[[ Provided material, beginning ]]

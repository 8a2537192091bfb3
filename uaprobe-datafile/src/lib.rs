//! # uaprobe Data File
//!
//! Loader for compiled signature data files, plus the encoder used to produce
//! fixtures in the same format.
//!
//! ### Layout (little-endian):
//! ```text
//! header   magic "UAPD" | major u16 | minor u16 | flags u32 | published u64
//!          | max_user_agent_length u32 | default_profile u32
//! strings  count u32 | count x (offset u32, len u32) | heap_len u32 | heap
//! name     string u32
//! props    count u32 | count x (name u32, type u8, description u32)
//! profiles count u32 | count x (id u32, n u16, n x (property u32, value u32))
//! sigs     count u32 | count x (profile u32, rank u32, pattern u32)
//! trailer  blake3 of everything before it
//! ```

mod dataset;
mod error;
pub mod format;
mod reader;
mod strings;
mod writer;

pub use dataset::{DataFile, LoadOptions, Profile, Property, Signature};
pub use error::DataFileError;
pub use format::Header;
pub use strings::{StringId, StringTable};
pub use writer::{DataFileBuilder, ProfileHandle, PropertyHandle};
//! Engine configuration: which data file to load and which properties to expose.

use std::path::PathBuf;

use serde::{Deserialize, Serialize};
use validator::Validate;

use crate::validation;

#[derive(Default, Debug, Serialize, Deserialize, Validate, Clone, PartialEq)]
pub struct EngineConfig {
    /// Data file loaded by `Engine::from_config`. Left unset, the engine
    /// starts uninitialized.
    #[serde(default)]
    pub data_file: Option<PathBuf>,

    /// Properties exposed on results; empty exposes all of them.
    #[serde(default)]
    #[validate(custom(function = validation::validate_property_names))]
    pub required_properties: Vec<String>,
}
//! ## uaprobe-detection::index
//! **Sorted token table with contiguous posting lists**
//!
//! Every signature pattern is tokenized with the shared rule from
//! `uaprobe-core`. Distinct tokens live in one string heap, sorted, so a lookup
//! is a binary search. Posting lists (token → signatures) and signature token
//! sequences are flat `Vec<u32>` buffers addressed by offset tables.
//!
//! An Aho-Corasick automaton over the longer tokens backs the substring
//! ("nearest") fallback used when tokenization of the input does not line up
//! with any signature.

use std::collections::HashMap;

use aho_corasick::{AhoCorasick, AhoCorasickBuilder};
use bumpalo::{collections::Vec as BumpVec, Bump};
use thiserror::Error;
use tracing::debug;

use uaprobe_core::tokenize::{tokenize, truncate_to_boundary};

pub type TokenId = u32;
pub type SignatureId = u32;

/// Tokens kept per signature pattern.
pub const MAX_SIGNATURE_TOKENS: usize = 128;

#[derive(Debug, Error)]
pub enum IndexError {
    #[error("Substring automaton build failed: {0}")]
    Automaton(String),

    #[error("Index capacity exceeded: too many {0}")]
    Capacity(&'static str),
}

/// Build-time options, fixed for the lifetime of the index.
#[derive(Debug, Clone, Copy, PartialEq, Eq)]
pub struct IndexOptions {
    /// Longest User-Agent prefix (bytes) considered, for patterns and inputs alike.
    pub max_user_agent_length: usize,
    /// Shortest token placed in the substring automaton. `None` skips
    /// building it, which disables the nearest fallback.
    pub nearest_min_token_len: Option<usize>,
}

impl Default for IndexOptions {
    fn default() -> Self {
        Self {
            max_user_agent_length: 512,
            nearest_min_token_len: Some(4),
        }
    }
}

/// A signature sharing at least one token with the input.
#[derive(Debug, Clone, Copy, PartialEq, Eq)]
pub struct Candidate {
    pub signature: SignatureId,
    /// Distinct input tokens found in the signature.
    pub shared: u32,
}

/// Accumulates signatures in declared order; `build` freezes them into a
/// [`SignatureIndex`].
pub struct IndexBuilder<'s> {
    options: IndexOptions,
    interned: HashMap<&'s str, TokenId>,
    texts: Vec<&'s str>,
    sig_offsets: Vec<u32>,
    sig_tokens: Vec<TokenId>,
}

impl<'s> IndexBuilder<'s> {
    pub fn new(options: IndexOptions, expected_signatures: usize) -> Self {
        let mut sig_offsets = Vec::with_capacity(expected_signatures + 1);
        sig_offsets.push(0);
        Self {
            options,
            interned: HashMap::with_capacity(expected_signatures * 4),
            texts: Vec::with_capacity(expected_signatures * 4),
            sig_offsets,
            sig_tokens: Vec::with_capacity(expected_signatures * 16),
        }
    }

    pub fn signature_count(&self) -> usize {
        self.sig_offsets.len() - 1
    }

    /// Tokenizes `pattern` and appends it as the next signature.
    pub fn push_signature(&mut self, pattern: &'s str) -> Result<SignatureId, IndexError> {
        let signature = SignatureId::try_from(self.signature_count())
            .map_err(|_| IndexError::Capacity("signatures"))?;
        let pattern = truncate_to_boundary(pattern, self.options.max_user_agent_length);

        for token in tokenize(pattern).take(MAX_SIGNATURE_TOKENS) {
            let next = TokenId::try_from(self.texts.len())
                .map_err(|_| IndexError::Capacity("tokens"))?;
            let id = *self.interned.entry(token).or_insert(next);
            if id == next {
                self.texts.push(token);
            }
            self.sig_tokens.push(id);
        }

        let end = u32::try_from(self.sig_tokens.len())
            .map_err(|_| IndexError::Capacity("signature tokens"))?;
        self.sig_offsets.push(end);
        Ok(signature)
    }

    /// Sorts the token table, remaps token ids and lays out posting lists.
    pub fn build(self) -> Result<SignatureIndex, IndexError> {
        let token_count = self.texts.len();
        let heap_len: usize = self.texts.iter().map(|t| t.len()).sum();
        if u32::try_from(heap_len).is_err() {
            return Err(IndexError::Capacity("token bytes"));
        }

        let mut order: Vec<TokenId> = (0..token_count as TokenId).collect();
        order.sort_unstable_by(|&a, &b| self.texts[a as usize].cmp(self.texts[b as usize]));

        let mut remap = vec![0 as TokenId; token_count];
        let mut token_heap = String::with_capacity(heap_len);
        let mut token_spans = Vec::with_capacity(token_count);
        for (new_id, &old_id) in order.iter().enumerate() {
            remap[old_id as usize] = new_id as TokenId;
            let text = self.texts[old_id as usize];
            token_spans.push((token_heap.len() as u32, text.len() as u32));
            token_heap.push_str(text);
        }

        let mut sig_tokens = self.sig_tokens;
        for token in sig_tokens.iter_mut() {
            *token = remap[*token as usize];
        }
        let sig_offsets = self.sig_offsets;
        let signature_count = sig_offsets.len() - 1;

        // Counting pass, then placement pass. A signature is listed once per
        // token even when the token repeats, and lists stay in declared order.
        let mut last_seen = vec![u32::MAX; token_count];
        let mut postings_offsets = vec![0u32; token_count + 1];
        for sig in 0..signature_count {
            let span = sig_offsets[sig] as usize..sig_offsets[sig + 1] as usize;
            for &token in &sig_tokens[span] {
                if last_seen[token as usize] != sig as u32 {
                    last_seen[token as usize] = sig as u32;
                    postings_offsets[token as usize + 1] += 1;
                }
            }
        }
        for i in 1..postings_offsets.len() {
            postings_offsets[i] += postings_offsets[i - 1];
        }

        let mut cursor = postings_offsets[..token_count].to_vec();
        let mut postings = vec![0 as SignatureId; postings_offsets[token_count] as usize];
        last_seen.fill(u32::MAX);
        for sig in 0..signature_count {
            let span = sig_offsets[sig] as usize..sig_offsets[sig + 1] as usize;
            for &token in &sig_tokens[span] {
                if last_seen[token as usize] != sig as u32 {
                    last_seen[token as usize] = sig as u32;
                    postings[cursor[token as usize] as usize] = sig as SignatureId;
                    cursor[token as usize] += 1;
                }
            }
        }

        let nearest = match self.options.nearest_min_token_len {
            Some(min_len) => NearestFinder::build(&token_heap, &token_spans, min_len)?,
            None => None,
        };

        debug!(
            signatures = signature_count,
            tokens = token_count,
            postings = postings.len(),
            nearest = nearest.is_some(),
            "Signature index built"
        );

        Ok(SignatureIndex {
            max_user_agent_length: self.options.max_user_agent_length,
            token_heap,
            token_spans,
            postings_offsets,
            postings,
            sig_offsets,
            sig_tokens,
            nearest,
        })
    }
}

/// Substring automaton over tokens of at least `min_token_len` bytes.
struct NearestFinder {
    automaton: AhoCorasick,
    token_ids: Vec<TokenId>,
    min_token_len: usize,
}

impl NearestFinder {
    fn build(
        heap: &str,
        spans: &[(u32, u32)],
        min_token_len: usize,
    ) -> Result<Option<Self>, IndexError> {
        let mut token_ids = Vec::new();
        let mut patterns = Vec::new();
        for (id, &(start, len)) in spans.iter().enumerate() {
            if len as usize >= min_token_len {
                token_ids.push(id as TokenId);
                patterns.push(&heap[start as usize..(start + len) as usize]);
            }
        }
        if patterns.is_empty() {
            return Ok(None);
        }
        let automaton = AhoCorasickBuilder::new()
            .build(patterns)
            .map_err(|e| IndexError::Automaton(e.to_string()))?;
        Ok(Some(Self {
            automaton,
            token_ids,
            min_token_len,
        }))
    }
}

/// Immutable token index over all signatures of a data file.
pub struct SignatureIndex {
    max_user_agent_length: usize,
    token_heap: String,
    token_spans: Vec<(u32, u32)>,
    postings_offsets: Vec<u32>,
    postings: Vec<SignatureId>,
    sig_offsets: Vec<u32>,
    sig_tokens: Vec<TokenId>,
    nearest: Option<NearestFinder>,
}

impl SignatureIndex {
    pub fn signature_count(&self) -> usize {
        self.sig_offsets.len() - 1
    }

    pub fn token_count(&self) -> usize {
        self.token_spans.len()
    }

    pub fn max_user_agent_length(&self) -> usize {
        self.max_user_agent_length
    }

    /// Whether the substring fallback is available.
    pub fn has_nearest(&self) -> bool {
        self.nearest.is_some()
    }

    /// Shortest token held by the substring automaton, if built.
    pub fn nearest_min_token_len(&self) -> Option<usize> {
        self.nearest.as_ref().map(|n| n.min_token_len)
    }

    #[inline]
    pub fn token_text(&self, id: TokenId) -> &str {
        let (start, len) = self.token_spans[id as usize];
        &self.token_heap[start as usize..(start + len) as usize]
    }

    /// Binary search over the sorted token table.
    pub fn lookup(&self, token: &str) -> Option<TokenId> {
        self.token_spans
            .binary_search_by(|&(start, len)| {
                self.token_heap[start as usize..(start + len) as usize].cmp(token)
            })
            .ok()
            .map(|i| i as TokenId)
    }

    /// Signatures containing `token`, in declared order.
    #[inline]
    pub fn postings(&self, token: TokenId) -> &[SignatureId] {
        let start = self.postings_offsets[token as usize] as usize;
        let end = self.postings_offsets[token as usize + 1] as usize;
        &self.postings[start..end]
    }

    /// Token sequence of a signature.
    #[inline]
    pub fn signature_tokens(&self, signature: SignatureId) -> &[TokenId] {
        let start = self.sig_offsets[signature as usize] as usize;
        let end = self.sig_offsets[signature as usize + 1] as usize;
        &self.sig_tokens[start..end]
    }

    /// Ranks signatures sharing tokens with the input.
    ///
    /// Posting lists are merged rarest token first while they fit in
    /// `budget` postings. A list that does not fit is skipped whole, like a
    /// stop word, so common tokens neither make the scan linear in the
    /// signature count nor bias it toward early signatures. Candidates are
    /// ordered by shared token count (descending), then declared order, and
    /// cut to `limit`.
    pub fn candidates<'b>(
        &self,
        tokens: &[TokenId],
        limit: usize,
        budget: usize,
        bump: &'b Bump,
    ) -> BumpVec<'b, Candidate> {
        let mut distinct = BumpVec::from_iter_in(tokens.iter().copied(), bump);
        distinct.sort_unstable();
        distinct.dedup();
        distinct.sort_unstable_by_key(|&t| (self.postings(t).len(), t));

        let mut gathered: BumpVec<'b, SignatureId> = BumpVec::new_in(bump);
        for &token in distinct.iter() {
            let list = self.postings(token);
            // Lists are in ascending length, so nothing after this one fits.
            if list.len() > budget - gathered.len() {
                break;
            }
            gathered.extend_from_slice(list);
        }
        gathered.sort_unstable();

        let mut ranked: BumpVec<'b, Candidate> = BumpVec::new_in(bump);
        let mut i = 0;
        while i < gathered.len() {
            let signature = gathered[i];
            let mut j = i + 1;
            while j < gathered.len() && gathered[j] == signature {
                j += 1;
            }
            ranked.push(Candidate {
                signature,
                shared: (j - i) as u32,
            });
            i = j;
        }
        ranked.sort_unstable_by(|a, b| {
            b.shared
                .cmp(&a.shared)
                .then_with(|| a.signature.cmp(&b.signature))
        });
        ranked.truncate(limit);
        ranked
    }

    /// Distinct indexed tokens occurring anywhere in `haystack`, sorted by id.
    /// Empty when the substring automaton was not built.
    pub fn substring_tokens<'b>(
        &self,
        haystack: &str,
        limit: usize,
        bump: &'b Bump,
    ) -> BumpVec<'b, TokenId> {
        let mut found = BumpVec::new_in(bump);
        let Some(nearest) = &self.nearest else {
            return found;
        };
        if limit == 0 {
            return found;
        }
        // Indexed by automaton pattern, so repeated hits cost no room.
        let mut seen = BumpVec::from_iter_in(
            std::iter::repeat(false).take(nearest.token_ids.len()),
            bump,
        );
        for hit in nearest.automaton.find_overlapping_iter(haystack) {
            let pattern = hit.pattern().as_usize();
            if seen[pattern] {
                continue;
            }
            seen[pattern] = true;
            found.push(nearest.token_ids[pattern]);
            if found.len() >= limit {
                break;
            }
        }
        found.sort_unstable();
        found
    }
}

impl std::fmt::Debug for SignatureIndex {
    fn fmt(&self, f: &mut std::fmt::Formatter<'_>) -> std::fmt::Result {
        f.debug_struct("SignatureIndex")
            .field("signatures", &self.signature_count())
            .field("tokens", &self.token_count())
            .field("postings", &self.postings.len())
            .field("nearest", &self.has_nearest())
            .finish()
    }
}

[[ Provided material, end ]]

> [What is needed]: Repeat, exactly as they stand above, the lines from the line with "Substring automaton over" to the line with "automaton, if built.", both lines included.

> [Your response]:
/// Substring automaton over tokens of at least `min_token_len` bytes.
struct NearestFinder {
    automaton: AhoCorasick,
    token_ids: Vec<TokenId>,
    min_token_len: usize,
}

impl NearestFinder {
    fn build(
        heap: &str,
        spans: &[(u32, u32)],
        min_token_len: usize,
    ) -> Result<Option<Self>, IndexError> {
        let mut token_ids = Vec::new();
        let mut patterns = Vec::new();
        for (id, &(start, len)) in spans.iter().enumerate() {
            if len as usize >= min_token_len {
                token_ids.push(id as TokenId);
                patterns.push(&heap[start as usize..(start + len) as usize]);
            }
        }
        if patterns.is_empty() {
            return Ok(None);
        }
        let automaton = AhoCorasickBuilder::new()
            .build(patterns)
            .map_err(|e| IndexError::Automaton(e.to_string()))?;
        Ok(Some(Self {
            automaton,
            token_ids,
            min_token_len,
        }))
    }
}

/// Immutable token index over all signatures of a data file.
pub struct SignatureIndex {
    max_user_agent_length: usize,
    token_heap: String,
    token_spans: Vec<(u32, u32)>,
    postings_offsets: Vec<u32>,
    postings: Vec<SignatureId>,
    sig_offsets: Vec<u32>,
    sig_tokens: Vec<TokenId>,
    nearest: Option<NearestFinder>,
}

impl SignatureIndex {
    pub fn signature_count(&self) -> usize {
        self.sig_offsets.len() - 1
    }

    pub fn token_count(&self) -> usize {
        self.token_spans.len()
    }

    pub fn max_user_agent_length(&self) -> usize {
        self.max_user_agent_length
    }

    /// Whether the substring fallback is available.
    pub fn has_nearest(&self) -> bool {
        self.nearest.is_some()
    }

    /// Shortest token held by the substring automaton, if built.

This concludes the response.